The important field is the args block in the handler_multilogClientHandler section - those parameters should correspond to the server and ports on which the multilog daemon is listening. By default, the daemon uses localhost and logging.handlers.DEFAULT_TCP_LOGGING_PORT.

For Power Users

If you want to have Multilog share your application’s config, you can do the following:

[loggers]
keys=root,appName

[handlers]
keys=multilogClientHandler,multilogServerHandler

[formatters]
keys=simpleFormatter

[logger_root]
level=NOTSET
handlers=%(root_handler)s

[logger_appName]
level=INFO
handlers=
propagate=1
qualname=appName

[handler_multilogClientHandler]
class=handlers.SocketHandler
level=DEBUG
formatter=simpleFormatter
args=('localhost', handlers.DEFAULT_TCP_LOGGING_PORT)

[handler_multilogServerHandler]
class=handlers.TimedRotatingFileHandler
level=DEBUG
formatter=simpleFormatter
args=('/var/log/appName/appName.log', 'midnight')

[formatter_simpleFormatter]
class=logging.Formatter
format=%(asctime)s %(levelname)7s: PID: %(process)5s | %(message)s [in %(pathname)s:%(lineno)d]
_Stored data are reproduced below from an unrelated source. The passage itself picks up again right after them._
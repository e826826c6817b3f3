//! Entity module - Contains the SeaORM entity definitions for the database.
//! Each entity has a Model struct for data and an Entity struct for operations.

pub mod pantry_item;

pub use pantry_item::{
    ActiveModel as PantryItemActiveModel, Column as PantryItemColumn, Entity as PantryItem,
    Model as PantryItemModel,
};
//! Unified error type for `PantryBuddy`.
//!
//! Every layer returns [`Result<T>`]. The entry service is the only place that turns store
//! outcomes into caller-facing failures; the API layer maps those to HTTP responses.

use std::fmt;
use thiserror::Error;

/// Request field that failed validation.
#[derive(Debug, Clone, Copy, PartialEq, Eq)]
pub enum InputField {
    /// Item name
    Name,
    /// Item quantity
    Quantity,
    /// Unit of measure
    Unit,
    /// Meaning of the package date
    DateLabelType,
}

impl InputField {
    /// Field name as it appears in request payloads.
    #[must_use]
    pub const fn as_str(self) -> &'static str {
        match self {
            Self::Name => "name",
            Self::Quantity => "quantity",
            Self::Unit => "unit",
            Self::DateLabelType => "dateLabelType",
        }
    }
}

impl fmt::Display for InputField {
    fn fmt(&self, f: &mut fmt::Formatter<'_>) -> fmt::Result {
        f.write_str(self.as_str())
    }
}

/// All failures surfaced by the crate.
#[derive(Debug, Error)]
pub enum Error {
    /// No resolved caller identity
    #[error("Unauthorized")]
    Unauthorized,

    /// A request field failed validation
    #[error("Invalid {field}: {message}")]
    InvalidInput {
        /// Which field failed
        field: InputField,
        /// Short human-readable reason
        message: String,
    },

    /// Request body could not be read as the expected JSON shape
    #[error("Malformed request: {message}")]
    MalformedRequest {
        /// Decoder explanation
        message: String,
    },

    /// Entry does not exist, is not active, or belongs to someone else
    #[error("Pantry item not found")]
    NotFound {
        /// Requested entry id
        entry_id: i64,
    },

    /// Store-level invariant violation
    #[error("Validation error: {message}")]
    Validation {
        /// Which invariant was violated
        message: String,
    },

    /// Configuration could not be read or parsed
    #[error("Configuration error: {message}")]
    Config {
        /// What went wrong
        message: String,
    },

    /// Database failure
    #[error("Database error: {0}")]
    Database(#[from] sea_orm::DbErr),

    /// I/O failure (listener bind, serve loop)
    #[error("I/O error: {0}")]
    Io(#[from] std::io::Error),
}

impl Error {
    /// Shorthand for an [`Error::InvalidInput`].
    pub(crate) fn invalid(field: InputField, message: impl Into<String>) -> Self {
        Self::InvalidInput {
            field,
            message: message.into(),
        }
    }
}

/// Convenience `Result` type
pub type Result<T> = std::result::Result<T, Error>;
Then, in your application, pass the root handler name into the logging config:

import logging
logging.config.fileConfig(config_path, defaults={"root_handler": "multilogClientHandler"})

Multilog will always load the multilogServerHandler handler. If you don’t want to run Multilog (if you’re running a single-threaded local dev server, for example), simply change your root_handler value to multilogServerHandler to write to the handler.

Support

Multilog is compatible with Python 2.6, 2.7, and 3.3+.